How workers can avoid weather-related injuries during winter

Working outdoors during the Minnesota winters can be not only arduous but also dangerous to one's health. Freezing temperatures often lead to cold stress injuries as well as conditions like hypothermia and frostbite. Even in relatively higher temperatures, workers can be at risk for trench foot and chilblains.

There are several ways for workers to protect themselves. First, they should wear layered clothing. This will allow them to remove layers when temperatures rise and comfortably put on personal protective equipment. The fabric should be breathable; otherwise, perspiration will develop. Gloves and boots should be insulated and waterproof.

Workers should also monitor each other and be able to identify signs of cold stress. Frostbitten skin, for example, will be blistered and have a white or grayish-yellow appearance. Hypothermia can lead to slowed breathing, memory loss and slurred speech. Workers should contact emergency personnel when a fellow worker starts to feel chest pain.

Employers must do their part by setting up a buddy system whenever possible, maintaining communication with each worker and providing a warm, dry shelter. Ideally, workers who spend a whole day outdoors in freezing temperatures should have a 15-minute break every hour. If possible, employees should also work during the warmest part of each day.

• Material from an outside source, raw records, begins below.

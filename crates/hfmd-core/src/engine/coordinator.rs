//! Transfer coordinator - fans a job out to concurrent transfer tasks
//!
//! Every selected file gets its own task. An optional semaphore caps how
//! many of them talk to the network at once. A failing task never stops
//! its siblings; only the job's cancellation token does.

use crate::engine::partial_store::PartialFileStore;
use crate::engine::progress::{NoopProgress, ProgressSink};
use crate::engine::transfer_task::{TransferTask, DEFAULT_CHUNK_SIZE};
use crate::error::HfmdError;
use crate::hub::HubClient;
use hfmd_types::{FileDescriptor, RepoRef, TaskId, TaskState, TransferOutcome};
use serde::Serialize;
use std::collections::{BTreeMap, HashMap};
use std::path::PathBuf;
use std::sync::Arc;
use tokio::sync::Semaphore;
use tokio::task::JoinSet;
use tokio_util::sync::CancellationToken;
use tracing::{debug, error, info, warn};
use uuid::Uuid;

/// One invocation's worth of files to fetch into a destination root
#[derive(Debug, Clone)]
pub struct TransferJob {
    id: Uuid,
    dest_root: PathBuf,
    repo: RepoRef,
    files: Vec<FileDescriptor>,
    cancel: CancellationToken,
}

impl TransferJob {
    pub fn new(dest_root: impl Into<PathBuf>, repo: RepoRef, files: Vec<FileDescriptor>) -> Self {
        Self {
            id: Uuid::new_v4(),
            dest_root: dest_root.into(),
            repo,
            files,
            cancel: CancellationToken::new(),
        }
    }

    /// Use an externally owned cancellation token (e.g. one wired to Ctrl-C)
    pub fn with_cancellation(mut self, cancel: CancellationToken) -> Self {
        self.cancel = cancel;
        self
    }

    pub fn id(&self) -> Uuid {
        self.id
    }

    pub fn files(&self) -> &[FileDescriptor] {
        &self.files
    }

    /// Handle that cancels every task of this job
    pub fn cancellation(&self) -> CancellationToken {
        self.cancel.clone()
    }

    pub fn cancel(&self) {
        self.cancel.cancel();
    }
}

/// Terminal outcome of every file of a job, keyed by repository path
#[derive(Debug, Clone, Serialize)]
pub struct JobReport {
    pub job_id: Uuid,
    pub outcomes: BTreeMap<String, TransferOutcome>,
}

impl JobReport {
    pub fn count(&self, state: TaskState) -> usize {
        self.outcomes.values().filter(|o| o.state() == state).count()
    }

    pub fn all_succeeded(&self) -> bool {
        self.outcomes.values().all(TransferOutcome::is_success)
    }

    pub fn any_cancelled(&self) -> bool {
        self.count(TaskState::Cancelled) > 0
    }

    pub fn failures(&self) -> impl Iterator<Item = (&str, &str)> {
        self.outcomes.iter().filter_map(|(path, outcome)| match outcome {
            TransferOutcome::Failed { error } => Some((path.as_str(), error.as_str())),
            _ => None,
        })
    }
}

/// Runs transfer jobs
pub struct TransferCoordinator {
    hub: HubClient,
    sink: Arc<dyn ProgressSink>,
    max_concurrent: Option<usize>,
    chunk_size: usize,
}

impl TransferCoordinator {
    /// Create a coordinator with no concurrency cap and no progress output
    pub fn new(hub: HubClient) -> Self {
        Self {
            hub,
            sink: Arc::new(NoopProgress),
            max_concurrent: None,
            chunk_size: DEFAULT_CHUNK_SIZE,
        }
    }

    pub fn with_progress(mut self, sink: Arc<dyn ProgressSink>) -> Self {
        self.sink = sink;
        self
    }

    /// Cap simultaneous transfers; `None` starts every file at once
    pub fn with_max_concurrent(mut self, max_concurrent: Option<usize>) -> Self {
        self.max_concurrent = max_concurrent.filter(|n| *n > 0);
        self
    }

    pub fn with_chunk_size(mut self, chunk_size: usize) -> Self {
        self.chunk_size = chunk_size;
        self
    }

    /// Download every file of the job and wait for all of them to finish
    pub async fn run(&self, job: TransferJob) -> JobReport {
        let job_id = job.id;
        let store = PartialFileStore::new(job.dest_root.clone());
        let limiter = self.max_concurrent.map(|n| Arc::new(Semaphore::new(n)));

        info!(
            "Starting job {}: {} files of {} into {:?} (max concurrent: {:?})",
            job_id,
            job.files.len(),
            job.repo,
            job.dest_root,
            self.max_concurrent
        );

        let mut outcomes: BTreeMap<String, TransferOutcome> = BTreeMap::new();
        let mut claimed: HashMap<PathBuf, String> = HashMap::new();
        let mut spawned: Vec<String> = Vec::new();
        let mut join_set = JoinSet::new();

        for (index, descriptor) in job.files.into_iter().enumerate() {
            if !descriptor.is_file() {
                debug!("Ignoring directory entry {}", descriptor.path);
                continue;
            }
            if outcomes.contains_key(&descriptor.path) || spawned.contains(&descriptor.path) {
                debug!("{} selected twice, transferring once", descriptor.path);
                continue;
            }

            let id = TaskId(index);
            let path = descriptor.path.clone();

            // A file's final path may be another file's staging path
            // (`a.bin` next to `a.bin.part`), so both are claimed
            let prepared = store.resolve(&path).and_then(|paths| {
                let owner = claimed
                    .get(&paths.final_path)
                    .or_else(|| claimed.get(&paths.part_path));
                if let Some(owner) = owner {
                    return Err(HfmdError::DuplicatePath(owner.clone()));
                }
                let url = self.hub.content_url(&job.repo, &path)?;
                Ok((paths, url))
            });

            let (paths, url) = match prepared {
                Ok(prepared) => prepared,
                Err(e) => {
                    warn!("Not transferring {}: {}", path, e);
                    let outcome = TransferOutcome::Failed {
                        error: e.to_string(),
                    };
                    self.sink.start(id, &path);
                    self.sink.finish(id, &outcome);
                    outcomes.insert(path, outcome);
                    continue;
                }
            };
            claimed.insert(paths.final_path.clone(), path.clone());
            claimed.insert(paths.part_path.clone(), path.clone());

            let task = TransferTask::new(
                id,
                descriptor,
                url,
                paths,
                store.clone(),
                self.hub.http().clone(),
                self.sink.clone(),
                job.cancel.clone(),
            )
            .with_chunk_size(self.chunk_size);

            let limiter = limiter.clone();
            let cancel = job.cancel.clone();
            join_set.spawn(async move {
                // Held until the task finishes; a cancelled wait runs the task
                // without a permit so it can report its outcome locally
                let _permit = match limiter {
                    Some(semaphore) => tokio::select! {
                        biased;
                        _ = cancel.cancelled() => None,
                        permit = semaphore.acquire_owned() => permit.ok(),
                    },
                    None => None,
                };
                task.run().await
            });
            spawned.push(path);
        }

        while let Some(joined) = join_set.join_next().await {
            match joined {
                Ok(report) => {
                    debug!(
                        "Task {} finished: {:?} (offset {}, {} bytes this run)",
                        report.id, report.outcome, report.resume_offset, report.bytes_this_run
                    );
                    outcomes.insert(report.path, report.outcome);
                }
                Err(e) => error!("Transfer task panicked: {}", e),
            }
        }

        for path in spawned {
            outcomes
                .entry(path)
                .or_insert_with(|| TransferOutcome::Failed {
                    error: "transfer task ended unexpectedly".to_string(),
                });
        }

        let report = JobReport { job_id, outcomes };
        info!(
            "Job {} finished: {} completed, {} skipped, {} failed, {} cancelled",
            job_id,
            report.count(TaskState::Completed),
            report.count(TaskState::Skipped),
            report.count(TaskState::Failed),
            report.count(TaskState::Cancelled)
        );
        report
    }
}
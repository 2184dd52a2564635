//! File selection: flags or an interactive checklist grouped by file class

use crate::output::format_bytes;
use anyhow::{bail, Result};
use console::Term;
use dialoguer::MultiSelect;
use hfmd_types::{FileClass, FileDescriptor};

/// How the files of a download are chosen
#[derive(Debug, Clone, PartialEq, Eq)]
pub enum Selection {
    All,
    /// Case-insensitive substrings matched against the repository path
    Include(Vec<String>),
    Interactive,
}

impl Selection {
    pub fn from_flags(all: bool, include: Vec<String>) -> Self {
        if all {
            Selection::All
        } else if !include.is_empty() {
            Selection::Include(include)
        } else {
            Selection::Interactive
        }
    }

    /// Pick the files to download; an empty result means nothing was chosen
    pub fn apply(&self, files: &[FileDescriptor]) -> Result<Vec<FileDescriptor>> {
        let files = files.iter().filter(|f| f.is_file());
        match self {
            Selection::All => Ok(files.cloned().collect()),
            Selection::Include(patterns) => {
                let patterns: Vec<String> = patterns.iter().map(|p| p.to_lowercase()).collect();
                Ok(files
                    .filter(|f| {
                        let path = f.path.to_lowercase();
                        patterns.iter().any(|p| path.contains(p))
                    })
                    .cloned()
                    .collect())
            }
            Selection::Interactive => choose(&files.cloned().collect::<Vec<_>>()),
        }
    }
}

/// One checklist row
struct Choice<'a> {
    label: String,
    file: &'a FileDescriptor,
    checked: bool,
}

/// Rows ordered by class then path; small support files start checked
fn choices(files: &[FileDescriptor]) -> Vec<Choice<'_>> {
    let mut sorted: Vec<&FileDescriptor> = files.iter().collect();
    sorted.sort_by(|a, b| a.class().cmp(&b.class()).then_with(|| a.path.cmp(&b.path)));

    sorted
        .into_iter()
        .map(|file| {
            let class = file.class();
            let size = file
                .size
                .map(format_bytes)
                .unwrap_or_else(|| "?".to_string());
            Choice {
                label: format!("[{:<9}] {} ({})", class.label(), file.path, size),
                file,
                checked: matches!(class, FileClass::Config | FileClass::Tokenizer),
            }
        })
        .collect()
}

fn choose(files: &[FileDescriptor]) -> Result<Vec<FileDescriptor>> {
    if files.is_empty() {
        return Ok(Vec::new());
    }

    let term = Term::stderr();
    if !term.is_term() {
        bail!("No terminal available for interactive selection; use --all or --include");
    }

    let choices = choices(files);
    let labels: Vec<&str> = choices.iter().map(|c| c.label.as_str()).collect();
    let defaults: Vec<bool> = choices.iter().map(|c| c.checked).collect();

    let picked = MultiSelect::new()
        .with_prompt("Select files to download (space toggles, enter confirms)")
        .items(&labels)
        .defaults(&defaults)
        .max_length(20)
        .interact_on_opt(&term)?;

    Ok(picked
        .unwrap_or_default()
        .into_iter()
        .map(|i| choices[i].file.clone())
        .collect())
}

#[cfg(test)]
mod tests {
    use super::*;
    use hfmd_types::EntryKind;

    fn files() -> Vec<FileDescriptor> {
        vec![
            FileDescriptor::file("README.md", "a", 10),
            FileDescriptor::file("model.safetensors", "b", 5_000_000),
            FileDescriptor::file("onnx/model.onnx", "c", 4_000_000),
            FileDescriptor::file("config.json", "d", 600),
            FileDescriptor::file("tokenizer.json", "e", 700_000),
            FileDescriptor {
                path: "onnx".to_string(),
                content_id: String::new(),
                size: None,
                kind: EntryKind::Directory,
            },
        ]
    }

    #[test]
    fn flags_pick_the_mode() {
        assert_eq!(Selection::from_flags(true, vec![]), Selection::All);
        assert_eq!(
            Selection::from_flags(false, vec!["onnx".into()]),
            Selection::Include(vec!["onnx".into()])
        );
        assert_eq!(Selection::from_flags(false, vec![]), Selection::Interactive);
    }

    #[test]
    fn all_skips_directories() {
        let picked = Selection::All.apply(&files()).unwrap();
        assert_eq!(picked.len(), 5);
        assert!(picked.iter().all(|f| f.is_file()));
    }

    #[test]
    fn include_matches_any_pattern_ignoring_case() {
        let selection = Selection::Include(vec!["ONNX".into(), "config".into()]);
        let picked: Vec<String> = selection
            .apply(&files())
            .unwrap()
            .into_iter()
            .map(|f| f.path)
            .collect();
        assert_eq!(picked, vec!["onnx/model.onnx", "config.json"]);
    }

    #[test]
    fn choices_are_grouped_by_class() {
        let files: Vec<FileDescriptor> = files().into_iter().filter(|f| f.is_file()).collect();
        let rows = choices(&files);
        let order: Vec<&str> = rows.iter().map(|c| c.file.path.as_str()).collect();
        assert_eq!(
            order,
            vec![
                "model.safetensors",
                "onnx/model.onnx",
                "tokenizer.json",
                "config.json",
                "README.md"
            ]
        );
        let checked: Vec<&str> = rows
            .iter()
            .filter(|c| c.checked)
            .map(|c| c.file.path.as_str())
            .collect();
        assert_eq!(checked, vec!["tokenizer.json", "config.json"]);
        assert!(rows[0].label.starts_with("[Weights  ] model.safetensors"));
    }
}
//! Error types for hfmd core

use thiserror::Error;

/// Errors that can occur in hfmd core
#[derive(Debug, Error)]
pub enum HfmdError {
    #[error("Network error: {0}")]
    Network(#[from] reqwest::Error),

    #[error("IO error: {0}")]
    Io(#[from] std::io::Error),

    #[error("Connection error while reading body: {0}")]
    Body(std::io::Error),

    #[error("Server did not report a Content-Length for {0}")]
    MissingContentLength(String),

    #[error("Received {received} bytes but the server declared {expected}")]
    LengthMismatch { expected: u64, received: u64 },

    #[error("Resumed from byte {expected} but the server sent range {received}")]
    UnexpectedRange { expected: u64, received: String },

    #[error("Server error: {status} for {url}")]
    Status { status: u16, url: String },

    #[error("Refusing unsafe destination path: {0}")]
    UnsafePath(String),

    #[error("Another selected file already targets {0}")]
    DuplicatePath(String),

    #[error("Invalid URL: {0}")]
    InvalidUrl(String),

    #[error("Serialization error: {0}")]
    Serialization(String),

    #[error("Configuration error: {0}")]
    Config(String),

    #[error("Transfer was cancelled")]
    Cancelled,
}

impl HfmdError {
    /// Errors that leave nothing to retry on this host (bad input, bad config)
    pub fn is_permanent(&self) -> bool {
        matches!(
            self,
            HfmdError::UnsafePath(_)
                | HfmdError::DuplicatePath(_)
                | HfmdError::InvalidUrl(_)
                | HfmdError::Config(_)
        ) || matches!(self, HfmdError::Status { status, .. } if (400..500).contains(status) && *status != 429)
    }
}

impl From<serde_json::Error> for HfmdError {
    fn from(error: serde_json::Error) -> Self {
        HfmdError::Serialization(error.to_string())
    }
}

impl From<url::ParseError> for HfmdError {
    fn from(error: url::ParseError) -> Self {
        HfmdError::InvalidUrl(error.to_string())
    }
}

Victims of cold-related injuries at work can be eligible for workers' compensation benefits. All they have to do is report their injuries to the employer and file the right paperwork. To make sure that they receive the maximum benefits, they may want to seek legal assistance. Insurance companies will sometimes find ways to deny victims a settlement, which is why it's important to have a lawyer handling any negotiations. Other times, an insurance company may discontinue benefits for ongoing medical care or future lost income; however, a lawyer can contest the decision.